Kethan Savage (born September 4, 1993) is an American former professional basketball player. He played college basketball for George Washington and Butler.

==High school career==
Savage attended Chantilly High School for two years before transferring to Episcopal High School in Alexandria, Virginia. Savage led Episcopal to its first league championship since 1998 as a junior by hitting the decisive three pointer. As a senior, he averaged 19.7 points, 5.8 rebounds and 4.2 assists per game. Savage led the team to a 24–4 record a place in Virginia's independent schools championship game.

==College career==
With George Washington, Savage came off the bench to average 3.1 points per game as a freshman.
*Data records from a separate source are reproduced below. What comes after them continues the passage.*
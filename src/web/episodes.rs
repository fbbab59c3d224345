//! `/episodes/{user}.json` (§6, §4.4).

use crate::mediators::episode_action_engine::{self, ActionInput, ActionOutput, ReadMode};
use crate::mediators::session_manager;
use crate::web::auth::credentials_from_request;
use crate::web::{blocking, pooled_connection, AppState, WebResult};

use actix_web::{web, HttpRequest, HttpResponse};
use serde::{Deserialize, Serialize};

#[derive(Deserialize)]
pub struct ShowQuery {
    since:      Option<i64>,
    podcast:    Option<String>,
    device:     Option<String>,
    aggregated: Option<bool>,
}

#[derive(Serialize)]
struct ShowResponse {
    actions:   Vec<ActionOutput>,
    timestamp: i64,
}

/// `GET /episodes/{user}.json`: reads the action log since `since`
/// (default 0), optionally filtered by `podcast`/`device`, and either
/// every row (the default) or, with `aggregated=true`, the latest action
/// per episode.
pub async fn show(
    state: web::Data<AppState>,
    req: HttpRequest,
    path: web::Path<String>,
    query: web::Query<ShowQuery>,
) -> WebResult<HttpResponse> {
    let username = path.into_inner();
    let log = crate::middleware::log(&req, &state.log);
    let owned = credentials_from_request(&req, &username);
    let query = query.into_inner();

    let (actions, timestamp) = blocking(move || {
        let mut conn = pooled_connection(&state)?;
        let user_id =
            session_manager::authenticate(&log, &mut conn, state.user_store.as_ref(), &owned.as_credentials())?;

        let mode = if query.aggregated.unwrap_or(false) {
            ReadMode::Aggregated
        } else {
            ReadMode::NonAggregated
        };

        Ok(episode_action_engine::read(
            &mut conn,
            user_id,
            query.since.unwrap_or(0),
            query.podcast.as_deref(),
            query.device.as_deref(),
            mode,
        )?)
    })
    .await?;

    Ok(HttpResponse::Ok().json(ShowResponse { actions, timestamp }))
}

/// `POST /episodes/{user}.json`: appends a batch of episode actions.
/// Accepts either a bare JSON array or `{"actions": [...]}` -- gpodder
/// clients in the wild send both shapes (§9's "flexible timestamp
/// parsing" note applies to the same leniency spirit here).
#[derive(Deserialize)]
#[serde(untagged)]
enum PostBody {
    Bare(Vec<ActionInput>),
    Wrapped { actions: Vec<ActionInput> },
}

pub async fn post(
    state: web::Data<AppState>,
    req: HttpRequest,
    path: web::Path<String>,
    body: web::Json<PostBody>,
) -> WebResult<HttpResponse> {
    let username = path.into_inner();
    let log = crate::middleware::log(&req, &state.log);
    let owned = credentials_from_request(&req, &username);
    let actions = match body.into_inner() {
        PostBody::Bare(actions) => actions,
        PostBody::Wrapped { actions } => actions,
    };

    let result = blocking(move || {
        let mut conn = pooled_connection(&state)?;
        let user_id =
            session_manager::authenticate(&log, &mut conn, state.user_store.as_ref(), &owned.as_credentials())?;

        episode_action_engine::Appender { user_id, actions }.run(&log, &mut conn)
    })
    .await?;

    Ok(HttpResponse::Ok().json(serde_json::json!({
        "timestamp": result.timestamp,
        "update_urls": result.update_urls,
    })))
}
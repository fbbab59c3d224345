//! Legacy Simple API v1 (§6): `/toplist/{n}.{fmt}`, `/search.{fmt}`,
//! `/subscriptions/{user}/{dev}.{fmt}`, `fmt ∈ {json, jsonp, txt, opml,
//! xml}`. Directory/search/toplist are "thin database queries; not the
//! hard part" per spec.md §1, so this module stays a single aggregate
//! query per endpoint plus the shared format-dependent renderer.
//!
//! Grounded on the host's `podcast_crawler`/`podcast_reingester`
//! `diesel::sql_query` + `QueryableByName` idiom for the subselect/
//! aggregate the Diesel DSL can't express (a cross-user subscriber count
//! keyed by feed URL), translated to diesel 2.x's `#[diesel(...)]`
//! attribute syntax. Format dispatch (json/jsonp/txt/opml/xml) and the
//! `updateSubscriptionsSimple`/`getSubscriptionsSimple` behavior are
//! grounded on `original_source/gpodder-api/internal/api/directory.go` and
//! `subscriptions.go`.

use crate::errors::*;
use crate::mediators::{device_registry, session_manager, subscription_engine};
use crate::web::auth::credentials_from_request;
use crate::web::opml::{self, OutlineEntry};
use crate::web::{blocking, pooled_connection, AppState, WebError, WebResult};

use actix_web::http::header::ContentType;
use actix_web::{web, HttpRequest, HttpResponse};
use diesel::pg::PgConnection;
use diesel::sql_types::{BigInt, Text};
use serde::{Deserialize, Serialize};

pub const MAX_DIRECTORY_ITEMS: i64 = 100;
pub const MAX_SUBSCRIPTIONS: usize = subscription_engine::MAX_URLS_PER_REQUEST;

#[derive(Clone, Debug, QueryableByName, Serialize)]
struct DirectoryRow {
    #[diesel(sql_type = Text)]
    feed_url: String,
    #[diesel(sql_type = Text)]
    title: String,
    #[diesel(sql_type = BigInt)]
    subscribers: i64,
}

fn query_toplist(conn: &mut PgConnection, limit: i64) -> crate::errors::Result<Vec<DirectoryRow>> {
    use diesel::prelude::*;

    diesel::sql_query(
        "SELECT feed_url, max(title) AS title, count(DISTINCT user_id) AS subscribers \
         FROM podcast GROUP BY feed_url ORDER BY subscribers DESC, feed_url ASC LIMIT $1",
    )
    .bind::<BigInt, _>(limit)
    .load(conn)
    .chain_err(|| "error querying podcast toplist")
}

fn query_search(conn: &mut PgConnection, terms: &str, limit: i64) -> crate::errors::Result<Vec<DirectoryRow>> {
    use diesel::prelude::*;

    let pattern = format!("%{}%", terms.replace('%', "\\%").replace('_', "\\_"));
    diesel::sql_query(
        "SELECT feed_url, max(title) AS title, count(DISTINCT user_id) AS subscribers \
         FROM podcast WHERE title ILIKE $1 OR feed_url ILIKE $1 \
         GROUP BY feed_url ORDER BY subscribers DESC, feed_url ASC LIMIT $2",
    )
    .bind::<Text, _>(pattern)
    .bind::<BigInt, _>(limit)
    .load(conn)
    .chain_err(|| "error querying podcast search")
}

#[derive(Deserialize)]
pub struct ToplistQuery {
    scale_logo: Option<i32>,
}

/// `GET /toplist/{n}.{fmt}`: the `n` most-subscribed feeds across all
/// users, `n` clamped to `MAX_DIRECTORY_ITEMS`.
pub async fn toplist(
    state: web::Data<AppState>,
    path: web::Path<(i64, String)>,
    _query: web::Query<ToplistQuery>,
) -> WebResult<HttpResponse> {
    let (n, fmt) = path.into_inner();
    let limit = n.clamp(0, MAX_DIRECTORY_ITEMS);

    let rows = blocking(move || {
        let mut conn = pooled_connection(&state)?;
        Ok(query_toplist(&mut conn, limit)?)
    })
    .await?;

    render_directory(&fmt, rows, None)
}

#[derive(Deserialize)]
pub struct SearchQuery {
    q:          Option<String>,
    scale_logo: Option<i32>,
}

/// `GET /search.{fmt}?q=...`: a substring search across feed title/URL,
/// ranked the same way as the toplist. The reference implementation
/// truncates an overlong query to 100 characters rather than rejecting it.
pub async fn search(
    state: web::Data<AppState>,
    path: web::Path<String>,
    query: web::Query<SearchQuery>,
) -> WebResult<HttpResponse> {
    let fmt = path.into_inner();
    let mut terms = query.into_inner().q.unwrap_or_default();
    terms.truncate(100);

    let rows = blocking(move || {
        let mut conn = pooled_connection(&state)?;
        Ok(query_search(&mut conn, &terms, MAX_DIRECTORY_ITEMS)?)
    })
    .await?;

    render_directory(&fmt, rows, None)
}

fn render_directory(fmt: &str, rows: Vec<DirectoryRow>, jsonp_callback: Option<&str>) -> WebResult<HttpResponse> {
    match fmt {
        "json" => Ok(HttpResponse::Ok().json(rows)),
        "jsonp" => render_jsonp(&rows, jsonp_callback),
        "txt" => {
            let body = rows.iter().map(|r| r.feed_url.as_str()).collect::<Vec<_>>().join("\n");
            Ok(HttpResponse::Ok().content_type(ContentType::plaintext()).body(body))
        }
        "opml" => {
            let entries: Vec<OutlineEntry> = rows
                .into_iter()
                .map(|r| OutlineEntry {
                    title:    r.title,
                    feed_url: r.feed_url,
                })
                .collect();
            Ok(HttpResponse::Ok().content_type("text/xml").body(opml::render(&entries)))
        }
        "xml" => {
            let body = render_xml(&rows);
            Ok(HttpResponse::Ok().content_type("text/xml").body(body))
        }
        other => Err(WebError(
            crate::errors::error::invalid_input(format!("unrecognized format: {}", other)).into(),
        )),
    }
}

fn render_jsonp(rows: &[DirectoryRow], callback: Option<&str>) -> WebResult<HttpResponse> {
    let callback = callback.unwrap_or("callback");
    if !is_valid_callback_name(callback) {
        return Err(WebError(
            crate::errors::error::invalid_input("invalid jsonp callback name").into(),
        ));
    }
    let payload = serde_json::to_string(rows).map_err(|e| WebError(crate::errors::Error::from(e)))?;
    let body = format!("{}({});", callback, payload);
    Ok(HttpResponse::Ok()
        .content_type("application/javascript")
        .body(body))
}

/// A callback name safe to splice into a `text/javascript` response
/// unescaped: identifier characters and dots only (for `a.b.callback`
/// forms), matching the reference's `isValidCallbackName`.
fn is_valid_callback_name(name: &str) -> bool {
    !name.is_empty()
        && name.len() <= 128
        && name
            .chars()
            .all(|c| c.is_ascii_alphanumeric() || c == '_' || c == '.' || c == '$')
}

fn render_xml(rows: &[DirectoryRow]) -> String {
    use quick_xml::events::{BytesEnd, BytesStart, BytesText, Event};
    use quick_xml::Writer;
    use std::io::Cursor;

    let mut writer = Writer::new(Cursor::new(Vec::new()));
    writer.write_event(Event::Start(BytesStart::new("podcasts"))).unwrap();
    for row in rows {
        writer.write_event(Event::Start(BytesStart::new("podcast"))).unwrap();

        writer.write_event(Event::Start(BytesStart::new("title"))).unwrap();
        writer.write_event(Event::Text(BytesText::new(&row.title))).unwrap();
        writer.write_event(Event::End(BytesEnd::new("title"))).unwrap();

        writer.write_event(Event::Start(BytesStart::new("url"))).unwrap();
        writer.write_event(Event::Text(BytesText::new(&row.feed_url))).unwrap();
        writer.write_event(Event::End(BytesEnd::new("url"))).unwrap();

        writer.write_event(Event::Start(BytesStart::new("subscribers"))).unwrap();
        writer
            .write_event(Event::Text(BytesText::new(&row.subscribers.to_string())))
            .unwrap();
        writer.write_event(Event::End(BytesEnd::new("subscribers"))).unwrap();

        writer.write_event(Event::End(BytesEnd::new("podcast"))).unwrap();
    }
    writer.write_event(Event::End(BytesEnd::new("podcasts"))).unwrap();

    String::from_utf8(writer.into_inner().into_inner()).expect("quick_xml only ever writes UTF-8")
}

#[derive(Deserialize)]
pub struct SubscriptionsQuery {
    jsonp: Option<String>,
}

/// `GET /subscriptions/{user}/{dev}.{fmt}`: the legacy v1 read, which
/// auto-creates the device on first reference (matching the v2 auto-create
/// contract) and renders the current set in the requested format.
pub async fn subscriptions(
    state: web::Data<AppState>,
    req: HttpRequest,
    path: web::Path<(String, String, String)>,
    query: web::Query<SubscriptionsQuery>,
) -> WebResult<HttpResponse> {
    let (username, device_name, fmt) = path.into_inner();
    let log = crate::middleware::log(&req, &state.log);
    let owned = credentials_from_request(&req, &username);
    let jsonp = query.into_inner().jsonp;

    let urls = blocking(move || {
        let mut conn = pooled_connection(&state)?;
        let user_id =
            session_manager::authenticate(&log, &mut conn, state.user_store.as_ref(), &owned.as_credentials())?;
        device_registry::ensure_device(&log, &mut conn, user_id, &device_name)?;
        Ok(subscription_engine::current_set(&mut conn, user_id)?)
    })
    .await?;

    match fmt.as_str() {
        "json" => Ok(HttpResponse::Ok().json(urls)),
        "jsonp" => {
            let callback = jsonp.unwrap_or_else(|| "callback".to_owned());
            if !is_valid_callback_name(&callback) {
                return Err(WebError(
                    crate::errors::error::invalid_input("invalid jsonp callback name").into(),
                ));
            }
            let payload =
                serde_json::to_string(&urls).map_err(|e| WebError(crate::errors::Error::from(e)))?;
            Ok(HttpResponse::Ok()
                .content_type("application/javascript")
                .body(format!("{}({});", callback, payload)))
        }
        "txt" => Ok(HttpResponse::Ok()
            .content_type(ContentType::plaintext())
            .body(urls.join("\n"))),
        "opml" => {
            let entries: Vec<OutlineEntry> = urls
                .into_iter()
                .map(|url| OutlineEntry {
                    title:    url.clone(),
                    feed_url: url,
                })
                .collect();
            Ok(HttpResponse::Ok().content_type("text/xml").body(opml::render(&entries)))
        }
        other => Err(WebError(
            crate::errors::error::invalid_input(format!("unrecognized format: {}", other)).into(),
        )),
    }
}

/// `PUT /subscriptions/{user}/{dev}.{fmt}`: the legacy v1 write -- replaces
/// the device's full subscription set, parsing the body per `fmt` (JSON
/// array, newline-delimited text, or an OPML document's `xmlUrl`
/// attributes), mirroring the reference's `updateSubscriptionsSimple`.
pub async fn update_subscriptions(
    state: web::Data<AppState>,
    req: HttpRequest,
    path: web::Path<(String, String, String)>,
    body: web::Bytes,
) -> WebResult<HttpResponse> {
    let (username, device_name, fmt) = path.into_inner();
    let log = crate::middleware::log(&req, &state.log);
    let owned = credentials_from_request(&req, &username);
    let urls = parse_simple_body(&fmt, &body)?;

    if urls.len() > MAX_SUBSCRIPTIONS {
        return Err(WebError(
            crate::errors::error::invalid_input(format!(
                "at most {} URLs are accepted per request",
                MAX_SUBSCRIPTIONS
            ))
            .into(),
        ));
    }

    blocking(move || {
        let mut conn = pooled_connection(&state)?;
        let user_id =
            session_manager::authenticate(&log, &mut conn, state.user_store.as_ref(), &owned.as_credentials())?;
        let device = device_registry::ensure_device(&log, &mut conn, user_id, &device_name)?;

        subscription_engine::Putter {
            user_id,
            device_id: device.id,
            urls,
            feed_fetcher: state.feed_fetcher.as_ref(),
        }
        .run(&log, &mut conn)
    })
    .await?;

    Ok(HttpResponse::Ok().json(serde_json::json!({})))
}

fn parse_simple_body(fmt: &str, body: &web::Bytes) -> WebResult<Vec<String>> {
    let text = String::from_utf8_lossy(body);
    match fmt {
        "json" | "jsonp" => serde_json::from_str::<Vec<String>>(&text).map_err(|e| {
            WebError(crate::errors::error::invalid_input(format!("malformed JSON body: {}", e)).into())
        }),
        "txt" => Ok(text.lines().map(str::trim).filter(|l| !l.is_empty()).map(str::to_owned).collect()),
        "opml" => Ok(extract_opml_xml_urls(&text)),
        other => Err(WebError(
            crate::errors::error::invalid_input(format!("unrecognized format: {}", other)).into(),
        )),
    }
}

/// Regex-extracts `xmlUrl="..."` attributes from an OPML body -- matching
/// the reference's `opmlOutlineRegex` rather than a full XML parse, since
/// Simple API clients' OPML bodies are not guaranteed well-formed.
fn extract_opml_xml_urls(text: &str) -> Vec<String> {
    lazy_static::lazy_static! {
        static ref XML_URL_RE: regex::Regex = regex::Regex::new(r#"xmlUrl="([^"]*)""#).unwrap();
    }
    XML_URL_RE
        .captures_iter(text)
        .map(|c| c[1].to_owned())
        .collect()
}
He increased his scoring to 12.7 points per game as a sophomore but was injured late in the season and did not play in the 2014 NCAA tournament. As a junior, Savage averaged 11.7 points, 4.8 rebounds and 2.7 assists per game. After the season he announced he was transferring to Butler and sat out the year as a redshirt. He had off-season shoulder surgery and missed Butler's first four games due to pneumonia. He played in his first NCAA Tournament in 2017 although he was limited by a sore Achilles tendon. In his senior season, Savage averaged 8.0 points, 2.7 rebounds, and 1.5 assists per game while shooting 44.3 percent from the floor and 29.2 percent from behind the arc.

==Professional career==
Savage was selected with the 26th pick in the first round of the 2017 NBA G League Draft by the Raptors 905. He was the only draft pick by the Raptors 905 to actually make the team. Savage played two games for the Oklahoma City Blue in the 2018–19 season before being acquired by the Westchester Knicks. He subsequently played for the Blue. In 2021, Savagoe joined the Guelph Nighthawks of the Canadian Elite Basketball League and averaged nine points per game. In October 2021, he joined the Westchester Knicks after a successful tryout.